Darth Maul: Dark Lord of the Sith
by DepthRuler
Summary: "My hatred kept my spirit intact even though my body was not. And so I was lost and became a rabid animal, as such as how you found me, brother; discarded, forgotten. I have missed so much. The Force feels out of balance." Those words of delusion no longer have any use. I am the true Lord of the Sith.


**I** was broken.

Yes, broken. To deny what I once was is as foolish as it is pointless. Know that I have embraced transformation. Where I was once a raving mad monster, I evolved into what I am now: a Sith Lord, founder of an Empire of dreams.

With the freedom I have, I have expressed my undeniable talent for execution. Since my first stages of revenge on the Master Jedi Obi-Wan Kenobi and my revival, I have changed from a state of deranged madness to leadership. As an apprentice, I hungered for approval and stereotypical comfort from my Master, amounting to be little much more than a swordsman or a martial artist. I have a true intellect now. In truth, I have been trained in all the mechanations of how the Sith have been able to survive over the thousands of years since when Darth Bane had first created the Rule of Two; one of which I adhere to, and take my role as Master. I have acquired the ability to coordinate others to do my bidding. As Bane had once said, there can only be two. I was not handpicked by Darth Sidious merely because of my considerable physical skills, but because of my quickly adaptive span to learn the other skills that a Sith needs for more acquisitions. Trained from birth, I am a unique accessory to the Dark Side of the Force. My training was more my investment than it was my former Master's, whom I _know_ still lives in this galaxy.

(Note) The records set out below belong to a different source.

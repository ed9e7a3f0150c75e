//! Router fallback scenarios against scripted in-memory strategies.
//!
//! Run with: cargo test -p hindsite-sources --test router_fallback_test

use std::sync::atomic::{AtomicUsize, Ordering};
use std::sync::Arc;

use async_trait::async_trait;
use chrono::NaiveDate;
use tokio_util::sync::CancellationToken;
use uuid::Uuid;

use hindsite_common::{
    ArchivePolicy, ArchiveSelection, ArchiveSource, CaptureRecord, CircuitBreaker,
    CircuitBreakerConfig, DateWindow, FallbackStrategy, MatchType, SourceConfig, Target,
};
use hindsite_sources::{
    ArchiveStrategy, CaptureListing, FetchedCapture, RouterConfig, RouterError, SourceError,
    SourceMetrics, SourceRouter,
};

// ---------------------------------------------------------------------------
// Scripted strategy
// ---------------------------------------------------------------------------

/// Outcomes consumed one per `list_captures` call; the last entry repeats.
enum Script {
    Ok(usize),
    Retriable,
    Permanent,
}

struct ScriptedStrategy {
    source: ArchiveSource,
    config: SourceConfig,
    list_cb: Arc<CircuitBreaker>,
    fetch_cb: Arc<CircuitBreaker>,
    script: Vec<Script>,
    calls: AtomicUsize,
}

impl ScriptedStrategy {
    fn new(source: ArchiveSource, script: Vec<Script>) -> Self {
        Self {
            source,
            config: SourceConfig::default(),
            list_cb: Arc::new(CircuitBreaker::new(
                format!("{source}.list"),
                CircuitBreakerConfig::default(),
            )),
            fetch_cb: Arc::new(CircuitBreaker::new(
                format!("{source}.fetch"),
                CircuitBreakerConfig::default(),
            )),
            script,
            calls: AtomicUsize::new(0),
        }
    }

    fn calls(&self) -> usize {
        self.calls.load(Ordering::SeqCst)
    }
}

fn records(n: usize) -> Vec<CaptureRecord> {
    (0..n)
        .map(|i| CaptureRecord {
            timestamp: "20240115120000".into(),
            original_url: format!("https://example.com/page-{i:05}"),
            mime_type: "text/html".into(),
            status_code: "200".into(),
            digest: format!("digest-{i:05}"),
            length: 2048,
        })
        .collect()
}

#[async_trait]
impl ArchiveStrategy for ScriptedStrategy {
    fn source(&self) -> ArchiveSource {
        self.source
    }

    fn config(&self) -> &SourceConfig {
        &self.config
    }

    fn list_cb(&self) -> &Arc<CircuitBreaker> {
        &self.list_cb
    }

    fn fetch_cb(&self) -> &Arc<CircuitBreaker> {
        &self.fetch_cb
    }

    async fn list_captures(
        &self,
        _target: &Target,
        _window: DateWindow,
        _cancel: &CancellationToken,
    ) -> Result<CaptureListing, SourceError> {
        // Guard with the list breaker the way the real strategies do.
        let permit = match self.list_cb.acquire() {
            Ok(p) => p,
            Err(()) => {
                return Err(SourceError::CircuitOpen {
                    archive_source: self.source,
                })
            }
        };
        let call = self.calls.fetch_add(1, Ordering::SeqCst);
        let step = self.script.get(call).or_else(|| self.script.last());
        let result = match step {
            Some(Script::Ok(n)) => Ok(CaptureListing {
                records: records(*n),
                pages_fetched: 1,
                truncated: false,
            }),
            Some(Script::Retriable) => Err(SourceError::Retriable {
                message: "cdx: HTTP 522".into(),
                status: Some(522),
            }),
            Some(Script::Permanent) | None => Err(SourceError::permanent("cdx: HTTP 400")),
        };
        permit.record(!matches!(result, Err(SourceError::Retriable { .. })));
        result
    }

    async fn fetch_capture(
        &self,
        _record: &CaptureRecord,
        _cancel: &CancellationToken,
    ) -> Result<FetchedCapture, SourceError> {
        Err(SourceError::NotCaptured)
    }
}

// ---------------------------------------------------------------------------
// Helpers
// ---------------------------------------------------------------------------

fn target() -> Target {
    Target {
        id: Uuid::new_v4(),
        project_id: Uuid::new_v4(),
        domain: "example.com".into(),
        match_type: MatchType::HostExact,
        url_path: None,
        from_date: NaiveDate::from_ymd_opt(2024, 1, 1).unwrap(),
        to_date: NaiveDate::from_ymd_opt(2024, 1, 31).unwrap(),
        include_attachments: false,
    }
}

fn window() -> DateWindow {
    DateWindow::new(
        NaiveDate::from_ymd_opt(2024, 1, 1).unwrap(),
        NaiveDate::from_ymd_opt(2024, 1, 31).unwrap(),
    )
    .unwrap()
}

fn hybrid_policy(strategy: FallbackStrategy) -> ArchivePolicy {
    ArchivePolicy {
        archive_source: ArchiveSelection::Hybrid,
        fallback_enabled: true,
        fallback_strategy: strategy,
        // No sleeping in tests.
        fallback_delay_seconds: 0.0,
        exponential_backoff: true,
        max_fallback_delay: 1.0,
        wayback_machine: SourceConfig {
            priority: 1,
            max_retries: 2,
            ..SourceConfig::default()
        },
        common_crawl: SourceConfig {
            priority: 2,
            max_retries: 2,
            ..SourceConfig::default()
        },
    }
}

fn router(
    wayback: Arc<ScriptedStrategy>,
    commoncrawl: Arc<ScriptedStrategy>,
) -> SourceRouter {
    SourceRouter::new(
        vec![wayback, commoncrawl],
        Arc::new(SourceMetrics::new()),
        RouterConfig::default(),
    )
}

// ---------------------------------------------------------------------------
// Scenarios
// ---------------------------------------------------------------------------

/// Wayback throws 522 persistently; Common Crawl answers with 1,156 captures.
/// The run succeeds through fallback, with per-attempt stats.
#[tokio::test]
async fn wayback_522_falls_back_to_common_crawl() {
    let wayback = Arc::new(ScriptedStrategy::new(
        ArchiveSource::WaybackMachine,
        vec![Script::Retriable, Script::Retriable, Script::Retriable],
    ));
    let commoncrawl = Arc::new(ScriptedStrategy::new(
        ArchiveSource::CommonCrawl,
        vec![Script::Ok(1156)],
    ));
    let router = router(wayback.clone(), commoncrawl.clone());
    let policy = hybrid_policy(FallbackStrategy::RetryThenFallback);

    let listing = router
        .list_captures(&policy, &target(), window(), &CancellationToken::new())
        .await
        .expect("fallback should succeed");

    assert_eq!(listing.records.len(), 1156);
    assert_eq!(listing.stats.primary_source, ArchiveSource::WaybackMachine);
    assert_eq!(
        listing.stats.successful_source,
        Some(ArchiveSource::CommonCrawl)
    );
    assert!(listing.stats.fallback_used);

    // Initial attempt + 2 retries on wayback, then one common crawl success.
    assert_eq!(wayback.calls(), 3);
    assert_eq!(commoncrawl.calls(), 1);
    assert_eq!(listing.stats.attempts.len(), 4);
    assert!(listing.stats.attempts[..3]
        .iter()
        .all(|a| a.source == ArchiveSource::WaybackMachine && !a.success));
    let last = listing.stats.attempts.last().unwrap();
    assert_eq!(last.source, ArchiveSource::CommonCrawl);
    assert!(last.success);
    assert_eq!(last.records, 1156);
}

/// All sources down: the router aggregates attempt details instead of
/// surfacing a raw source error.
#[tokio::test]
async fn all_sources_failed_carries_attempts() {
    let wayback = Arc::new(ScriptedStrategy::new(
        ArchiveSource::WaybackMachine,
        vec![Script::Retriable],
    ));
    let commoncrawl = Arc::new(ScriptedStrategy::new(
        ArchiveSource::CommonCrawl,
        vec![Script::Retriable],
    ));
    let router = router(wayback, commoncrawl);
    let policy = hybrid_policy(FallbackStrategy::Immediate);

    let err = router
        .list_captures(&policy, &target(), window(), &CancellationToken::new())
        .await
        .expect_err("everything is down");

    match err {
        RouterError::AllSourcesFailed { attempts } => {
            assert_eq!(attempts.len(), 2);
            assert!(attempts.iter().all(|a| !a.success));
        }
        other => panic!("expected AllSourcesFailed, got {other:?}"),
    }
}

/// Under the circuit_breaker strategy only a breaker rejection moves to the
/// next source; a plain retriable error surfaces.
#[tokio::test]
async fn circuit_breaker_strategy_surfaces_non_breaker_errors() {
    let wayback = Arc::new(ScriptedStrategy::new(
        ArchiveSource::WaybackMachine,
        vec![Script::Retriable],
    ));
    let commoncrawl = Arc::new(ScriptedStrategy::new(
        ArchiveSource::CommonCrawl,
        vec![Script::Ok(10)],
    ));
    let router = router(wayback, commoncrawl.clone());
    let policy = hybrid_policy(FallbackStrategy::CircuitBreaker);

    let err = router
        .list_captures(&policy, &target(), window(), &CancellationToken::new())
        .await
        .expect_err("retriable error surfaces under circuit_breaker strategy");
    assert!(matches!(err, RouterError::Source(SourceError::Retriable { .. })));
    assert_eq!(commoncrawl.calls(), 0);
}

/// Primary breaker open + secondary closed: the secondary serves the listing
/// and the stats show a fallback.
#[tokio::test]
async fn open_primary_breaker_falls_back() {
    let wayback = Arc::new(ScriptedStrategy::new(
        ArchiveSource::WaybackMachine,
        vec![Script::Ok(5)],
    ));
    let commoncrawl = Arc::new(ScriptedStrategy::new(
        ArchiveSource::CommonCrawl,
        vec![Script::Ok(7)],
    ));

    // Trip wayback's list breaker open by recording failures directly.
    for _ in 0..CircuitBreakerConfig::default().failure_threshold {
        wayback.list_cb().acquire().expect("closed").record(false);
    }

    let router = router(wayback.clone(), commoncrawl.clone());
    let policy = hybrid_policy(FallbackStrategy::CircuitBreaker);

    let listing = router
        .list_captures(&policy, &target(), window(), &CancellationToken::new())
        .await
        .expect("secondary should serve");

    // Hybrid ordering still puts wayback first (priority 1); its guarded call
    // is rejected without invoking the strategy.
    assert_eq!(wayback.calls(), 0);
    assert_eq!(commoncrawl.calls(), 1);
    assert_eq!(listing.records.len(), 7);
    assert_eq!(listing.stats.primary_source, ArchiveSource::WaybackMachine);
    assert_eq!(
        listing.stats.successful_source,
        Some(ArchiveSource::CommonCrawl)
    );
    assert!(listing.stats.fallback_used);
}

/// An empty listing is a success, not a failure.
#[tokio::test]
async fn empty_listing_is_success() {
    let wayback = Arc::new(ScriptedStrategy::new(
        ArchiveSource::WaybackMachine,
        vec![Script::Ok(0)],
    ));
    let commoncrawl = Arc::new(ScriptedStrategy::new(
        ArchiveSource::CommonCrawl,
        vec![Script::Ok(50)],
    ));
    let router = router(wayback, commoncrawl.clone());
    let policy = hybrid_policy(FallbackStrategy::Immediate);

    let listing = router
        .list_captures(&policy, &target(), window(), &CancellationToken::new())
        .await
        .expect("empty is fine");
    assert!(listing.records.is_empty());
    assert!(!listing.stats.fallback_used);
    assert_eq!(commoncrawl.calls(), 0);
}

/// Disabled sources are skipped when resolving the order.
#[tokio::test]
async fn disabled_primary_is_skipped() {
    let wayback = Arc::new(ScriptedStrategy::new(
        ArchiveSource::WaybackMachine,
        vec![Script::Ok(5)],
    ));
    let commoncrawl = Arc::new(ScriptedStrategy::new(
        ArchiveSource::CommonCrawl,
        vec![Script::Ok(3)],
    ));
    let router = router(wayback.clone(), commoncrawl);
    let mut policy = hybrid_policy(FallbackStrategy::Immediate);
    policy.wayback_machine.enabled = false;

    let listing = router
        .list_captures(&policy, &target(), window(), &CancellationToken::new())
        .await
        .expect("common crawl serves");
    assert_eq!(wayback.calls(), 0);
    assert_eq!(listing.stats.primary_source, ArchiveSource::CommonCrawl);
    assert!(!listing.stats.fallback_used);
}

/// Cancellation propagates out of the router as `Cancelled`.
#[tokio::test]
async fn cancellation_short_circuits() {
    let wayback = Arc::new(ScriptedStrategy::new(
        ArchiveSource::WaybackMachine,
        vec![Script::Ok(5)],
    ));
    let commoncrawl = Arc::new(ScriptedStrategy::new(
        ArchiveSource::CommonCrawl,
        vec![Script::Ok(5)],
    ));
    let router = router(wayback, commoncrawl);
    let policy = hybrid_policy(FallbackStrategy::Immediate);

    let cancel = CancellationToken::new();
    cancel.cancel();
    let err = router
        .list_captures(&policy, &target(), window(), &cancel)
        .await
        .expect_err("cancelled before start");
    assert!(matches!(err, RouterError::Cancelled));
}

Ah, the galaxy, which brings up another subject. Truthfully, when I came back to this world of war that I very much desired to be a part of, I was completely in the dark with only my somewhat experienced brother to assist me in understanding the guidelines and keys to survival here. However, I am slowly progressing to where I was fated to be without the help of Darth Sidious. My resurrection has few implications that many aren't yet quite aware of, especially myself. Has Sidious resurrected me as a resource to regain, or has Talzin loyally done this out of weak, however useful charity? That remains to be seen. My goals entail becoming known as more than a mere crime lord in the galaxy. To begin with this endeavor, I have acquired a power base. My former Master has set this galactic conflict the average citizen calls the Clone Wars into motion. As soon as my brother said the two words, I understood very well. I could sense my Master's hand in this through the Force. Looking back upon my past, the then and now are two different pools of water in which I were plucked from. The difference has been exceedingly considerable. The shroud of the Dark Side is falling, clouding everything and lying before me a path to journey and see for myself. If there is anything I have learned, the entire galaxy is a resource as a whole. I am certain to make my mark with the teachings of Darth Sidious and the amplifications of Mother Talzin.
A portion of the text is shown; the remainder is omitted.